A further possibility not covered by our modeling is the presence of beneficial ectopic recombination events, in particular, those that contribute to the acquisition of novel genes. LGT via plasmids is the main source of acquisition of accessory genes from distant lineages (59–61) and has been shown to provide adaptive benefits (62). In contrast, transformation is mainly limited to sequences from closely related lineages, requiring a high degree of sequence homology, and so less likely to import foreign genes across large taxonomic distances (63–66). As such, the main advantage of transformation is believed to be maintaining local adaptation rather than import of novel functions (9). In our model, gene loading can occur via the acquisition of genes lost through deletion. However, in the presence of a high repeat density, this effect is negligible compared with the loss of genes via deletions. It seems unlikely that repeats are retained in order to enhance gene turnover from the pan-genome, but a proper analysis of this question would require a different modeling approach (67, 68).

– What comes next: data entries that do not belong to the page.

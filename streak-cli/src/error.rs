use streak_core::StreakError;
use streak_storage::LmdbCacheError;
use thiserror::Error;

use crate::config::ConfigError;

pub type CliResult<T> = Result<T, CliError>;

#[derive(Debug, Error)]
pub enum CliError {
    #[error("Config error: {0}")]
    Config(#[from] ConfigError),

    #[error("Cache error: {0}")]
    Cache(#[from] LmdbCacheError),

    #[error(transparent)]
    Streak(#[from] StreakError),

    #[error("Failed to encode output: {0}")]
    Output(#[from] serde_json::Error),

    #[error("Failed to initialize logging: {0}")]
    Telemetry(String),
}
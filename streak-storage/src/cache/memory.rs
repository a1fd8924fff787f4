//! In-memory cache store.
//!
//! Holds encoded entries in a map so sizes and decode failures behave like
//! the LMDB backend. Used by tests and by processes that do not need the
//! cache to outlive them.

use std::collections::BTreeMap;
use std::sync::RwLock;

use async_trait::async_trait;
use streak_core::{CacheEntry, StorageError, StreakResult, Year};

use super::traits::{decode_entry, encode_entry, CacheStats, CacheStore};

#[derive(Debug, Default)]
pub struct InMemoryCacheStore {
    entries: RwLock<BTreeMap<Year, Vec<u8>>>,
    stats: RwLock<CacheStats>,
}

impl InMemoryCacheStore {
    pub fn new() -> Self {
        Self::default()
    }

    /// Write raw bytes for `year`, bypassing encoding.
    pub fn store_bytes(&self, year: Year, bytes: Vec<u8>) -> StreakResult<()> {
        self.entries
            .write()
            .map_err(|_| StorageError::LockPoisoned)?
            .insert(year, bytes);
        Ok(())
    }

    fn record_lookup(&self, hit: bool) {
        if let Ok(mut stats) = self.stats.write() {
            if hit {
                stats.hits += 1;
            } else {
                stats.misses += 1;
            }
        }
    }
}

#[async_trait]
impl CacheStore for InMemoryCacheStore {
    async fn load(&self, year: Year) -> StreakResult<Option<CacheEntry>> {
        let bytes = self
            .entries
            .read()
            .map_err(|_| StorageError::LockPoisoned)?
            .get(&year)
            .cloned();
        self.record_lookup(bytes.is_some());
        match bytes {
            Some(bytes) => Ok(Some(decode_entry(&bytes)?)),
            None => Ok(None),
        }
    }

    async fn store(&self, entry: &CacheEntry) -> StreakResult<()> {
        let bytes = encode_entry(entry)?;
        self.store_bytes(entry.year, bytes)
    }

    async fn remove(&self, year: Year) -> StreakResult<bool> {
        Ok(self
            .entries
            .write()
            .map_err(|_| StorageError::LockPoisoned)?
            .remove(&year)
            .is_some())
    }

    async fn clear(&self) -> StreakResult<u64> {
        let mut entries = self.entries.write().map_err(|_| StorageError::LockPoisoned)?;
        let count = entries.len() as u64;
        entries.clear();
        Ok(count)
    }

    async fn years(&self) -> StreakResult<Vec<Year>> {
        Ok(self
            .entries
            .read()
            .map_err(|_| StorageError::LockPoisoned)?
            .keys()
            .copied()
            .collect())
    }

    async fn entry_size(&self, year: Year) -> StreakResult<Option<u64>> {
        Ok(self
            .entries
            .read()
            .map_err(|_| StorageError::LockPoisoned)?
            .get(&year)
            .map(|b| b.len() as u64))
    }

    async fn stats(&self) -> StreakResult<CacheStats> {
        let entries = self.entries.read().map_err(|_| StorageError::LockPoisoned)?;
        let mut stats = self.stats.read().map(|s| s.clone()).unwrap_or_default();
        stats.entry_count = entries.len() as u64;
        stats.size_bytes = entries.values().map(|b| b.len() as u64).sum();
        Ok(stats)
    }
}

Wilkins and Holliday (32) suggested that meiosis could arise from mitosis in a single evolutionary step, the evolution of homologous pairing during prophase. They also suggested that the main function of meiosis is to limit the rate of ectopic recombination caused by the spread of repeated sequences in ancestral eukaryotic genomes (32). Our analysis here supports their idea that homologous pairing could have arisen because of the need to evade the deleterious effect of pervasive genomic repeats. But Wilkins and Holliday did not explicitly address the impact of genome size expansion on mutation accumulation. We demonstrate that this is a crucial factor in escalating the severity of Muller’s ratchet and determining the failure of LGT. Our results complement their hypothesis by showing that, in addition to restricting ectopic recombination, meiotic sex is also necessary to increase the total rate of recombination per base pair in expanding early eukaryotic genomes.

While our analysis demonstrates the selective advantage of meiotic sex, we do not explicitly address the multifaceted question of its evolution. The picture emerging from phylogenetic studies is that ancestral eukaryotes underwent a massive genome size expansion, but the precise timing of the events leading to eukaryogenesis is still a matter of debate (25, 26, 69). Did meiotic sex evolve after the acquisition of mitochondrial symbionts allowed eukaryotic genome size expansion (23, 24) or were the first eukaryotes able to expand their genomes because they could already undergo syngamy (cell fusion) and reciprocal exchange of genetic material, as observed in some extant archaea (51, 52, 70)? These archaea do not have unusually large genomes (∼4,000 genes), which suggests that mitochondrial acquisition was needed to drive the expansion in eukaryotic genome sizes, but wider sampling of archaeal genomes will throw more light on this question. When did premeiotic doubling and a two-step meiosis evolve, and what selective forces imposed the haploid-diploid system of reduction division (32, 71)? Why was meiosis the solution for an expanded eukaryotic nuclear genome (72, 73), while the endosymbiotic bacterial genome shrank almost to oblivion, lost capacity for LGT, and became a multiploid, asexual, uniparentally transmitted mitochondrial genome (74–76)? All those steps were crucial for the survival and evolution of early eukaryotes. Without them, complex life as we know it could not have survived its inception. Nonetheless, our work here shows why early eukaryotes had to take up whole chromosome-sized pieces of DNA and align them along their full length, rather than simply end matching, clarifying the first necessary step from LGT toward meiosis.